A couple of weeks ago I participated in a charming event organized by Hard to Read, an L.A.-based lit series that recently held a satellite NYC event.
Affectionately titled Lovelace (cheeky reference to both Ada and Linda), the NYC convening was about "celebrating the past, present, and future of women and the Internet in conjunction with the release of Claire L. Evans new book Broad Band: The Untold Story Of The Women Who Made The Internet." Claire read from her new book, and throughout the night an eclectic group of other artists did readings that revolved around the general theme.
In lieu of a reading, I decided to tell a story about my time in Nigeria this past December. While in Imo State and Lagos, I spent a bit of time at local marketplaces. During one of those visits, I was struck by the realization that the marketplace, located in the center of town and packed all day with buyers and sellers, represented one of fairest social algorithms that I've yet encountered. The reason for this? In a word: fluidity.
Most of my work is about classification and categorization. As the world is increasingly mediated by software, it becomes more important for all of us to become data points. And to become data, you must be fixed, categorized, and rendered discrete.

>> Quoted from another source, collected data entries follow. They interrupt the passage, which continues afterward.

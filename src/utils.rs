use candle_core::utils::{cuda_is_available, metal_is_available};
use candle_core::{DType, Device, Result, Tensor};
use candle_nn::{Init, Linear, VarBuilder};

/// Large finite negative used instead of -inf where a row may be fully masked.
pub const NEG_INF: f64 = -1e30;

pub fn device(cpu: bool) -> Result<Device> {
    if cpu {
        Ok(Device::Cpu)
    } else if cuda_is_available() {
        Ok(Device::new_cuda(0)?)
    } else if metal_is_available() {
        Ok(Device::new_metal(0)?)
    } else {
        #[cfg(all(target_os = "macos", target_arch = "aarch64"))]
        {
            log::info!("Running on CPU, to run on GPU(metal), build with `--features metal`");
        }
        #[cfg(not(all(target_os = "macos", target_arch = "aarch64")))]
        {
            log::info!("Running on CPU, to run on GPU, build with `--features cuda`");
        }
        Ok(Device::Cpu)
    }
}

/// (1, size, size) lower triangular u8 mask, 1 = may attend.
pub fn causal_mask(size: usize, device: &Device) -> Result<Tensor> {
    Tensor::tril2(size, DType::U8, device)?.unsqueeze(0)
}

/// (batch, max_len) u8 mask with 1 on the first `lens[b]` positions.
pub fn sequence_mask(lens: &[usize], max_len: usize, device: &Device) -> Result<Tensor> {
    let data = lens
        .iter()
        .flat_map(|&len| (0..max_len).map(move |t| u8::from(t < len)))
        .collect::<Vec<_>>();
    Tensor::from_vec(data, (lens.len(), max_len), device)
}

/// Mask letting every query attend to the valid keys only: (batch, q_len, k_len).
pub fn key_padding_mask(k_lens: &[usize], q_len: usize, k_len: usize, device: &Device) -> Result<Tensor> {
    sequence_mask(k_lens, k_len, device)?
        .unsqueeze(1)?
        .broadcast_as((k_lens.len(), q_len, k_len))?
        .contiguous()
}

/// Replaces the scores where `attn_mask` is zero with -inf.
pub fn masked_fill(attn_weights: &Tensor, attn_mask: &Tensor) -> Result<Tensor> {
    masked_fill_with(attn_weights, attn_mask, f64::NEG_INFINITY)
}

pub fn masked_fill_with(attn_weights: &Tensor, attn_mask: &Tensor, value: f64) -> Result<Tensor> {
    let attn_device = attn_weights.device();
    let attn_dtype = attn_weights.dtype();
    let attn_shape = attn_weights.shape();

    let attn_mask = attn_mask.broadcast_as(attn_shape)?;
    let mask_value = Tensor::new(value as f32, attn_device)?
        .broadcast_as(attn_shape)?
        .to_dtype(attn_dtype)?;
    attn_mask.where_cond(attn_weights, &mask_value)
}

/// Linear layer whose weight and bias are drawn from U(-init, init).
pub fn uniform_linear(in_dim: usize, out_dim: usize, init: f64, vb: VarBuilder) -> Result<Linear> {
    let hints = Init::Uniform { lo: -init, up: init };
    let weight = vb.get_with_hints((out_dim, in_dim), "weight", hints)?;
    let bias = vb.get_with_hints(out_dim, "bias", hints)?;
    Ok(Linear::new(weight, Some(bias)))
}

pub fn uniform_linear_no_bias(
    in_dim: usize,
    out_dim: usize,
    init: f64,
    vb: VarBuilder,
) -> Result<Linear> {
    let hints = Init::Uniform { lo: -init, up: init };
    let weight = vb.get_with_hints((out_dim, in_dim), "weight", hints)?;
    Ok(Linear::new(weight, None))
}
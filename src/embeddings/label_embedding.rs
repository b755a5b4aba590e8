use candle_core::{Result, Tensor};
use candle_nn::{Dropout, Embedding, Init, Module, ModuleT, VarBuilder};

/// Token embedding followed by dropout, shared by both decoders.
pub struct LabelEmbedding {
    embedding: Embedding,
    dropout: Dropout,
}

impl LabelEmbedding {
    pub fn new(vocab_size: usize, embedding_dim: usize, drop_p: f32, vb: VarBuilder) -> Result<Self> {
        let init = Init::Randn {
            mean: 0.,
            stdev: 1.,
        };
        Self::with_init(vocab_size, embedding_dim, drop_p, init, vb)
    }

    pub fn with_init(
        vocab_size: usize,
        embedding_dim: usize,
        drop_p: f32,
        init: Init,
        vb: VarBuilder,
    ) -> Result<Self> {
        let embeddings = vb.get_with_hints((vocab_size, embedding_dim), "weight", init)?;
        Ok(Self {
            embedding: Embedding::new(embeddings, embedding_dim),
            dropout: Dropout::new(drop_p),
        })
    }
}

impl ModuleT for LabelEmbedding {
    fn forward_t(&self, ys: &Tensor, train: bool) -> Result<Tensor> {
        // (batch, seq_len) u32 -> (batch, seq_len, embedding_dim)
        self.dropout.forward(&self.embedding.forward(ys)?, train)
    }
}

#[cfg(test)]
mod tests {
    use candle_core::{DType, Device};
    use candle_nn::VarMap;

    use super::*;

    #[test]
    fn test_label_embedding_shapes() {
        let device = Device::Cpu;
        let varmap = VarMap::new();
        let vb = VarBuilder::from_varmap(&varmap, DType::F32, &device);
        let embed = LabelEmbedding::new(29, 16, 0.1, vb).unwrap();

        let ys = Tensor::new(&[[27u32, 3, 4], [27, 1, 28]], &device).unwrap();
        assert_eq!(embed.forward_t(&ys, true).unwrap().dims3().unwrap(), (2, 3, 16));

        let step = Tensor::new(&[27u32, 27], &device).unwrap();
        assert_eq!(embed.forward_t(&step, false).unwrap().dims2().unwrap(), (2, 16));
    }
}
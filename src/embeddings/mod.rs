pub mod label_embedding;
pub mod positional_encoding;

pub use label_embedding::LabelEmbedding;
pub use positional_encoding::PositionalEncoding;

But what I learned from the market is that the problem with categorization isn't really about categorization. In fact, it's not even necessarily about miscategorization. The problem with automated systems that categorize us and make decisions based on that is how they don't allow for us to be recategorized. I can't help but wonder: what would it look like to have systems that could allow for us to be not just seen, but seen differently, depending on our ever-shifting contexts?
Anyway, if you've got seven minutes, you can listen to the audio of my recording, which goes a bit more in depth on the idea. As a bonus: when you click the link you get to see a hella unflattering photo of me from the reading. Don't say I never give y'all anything.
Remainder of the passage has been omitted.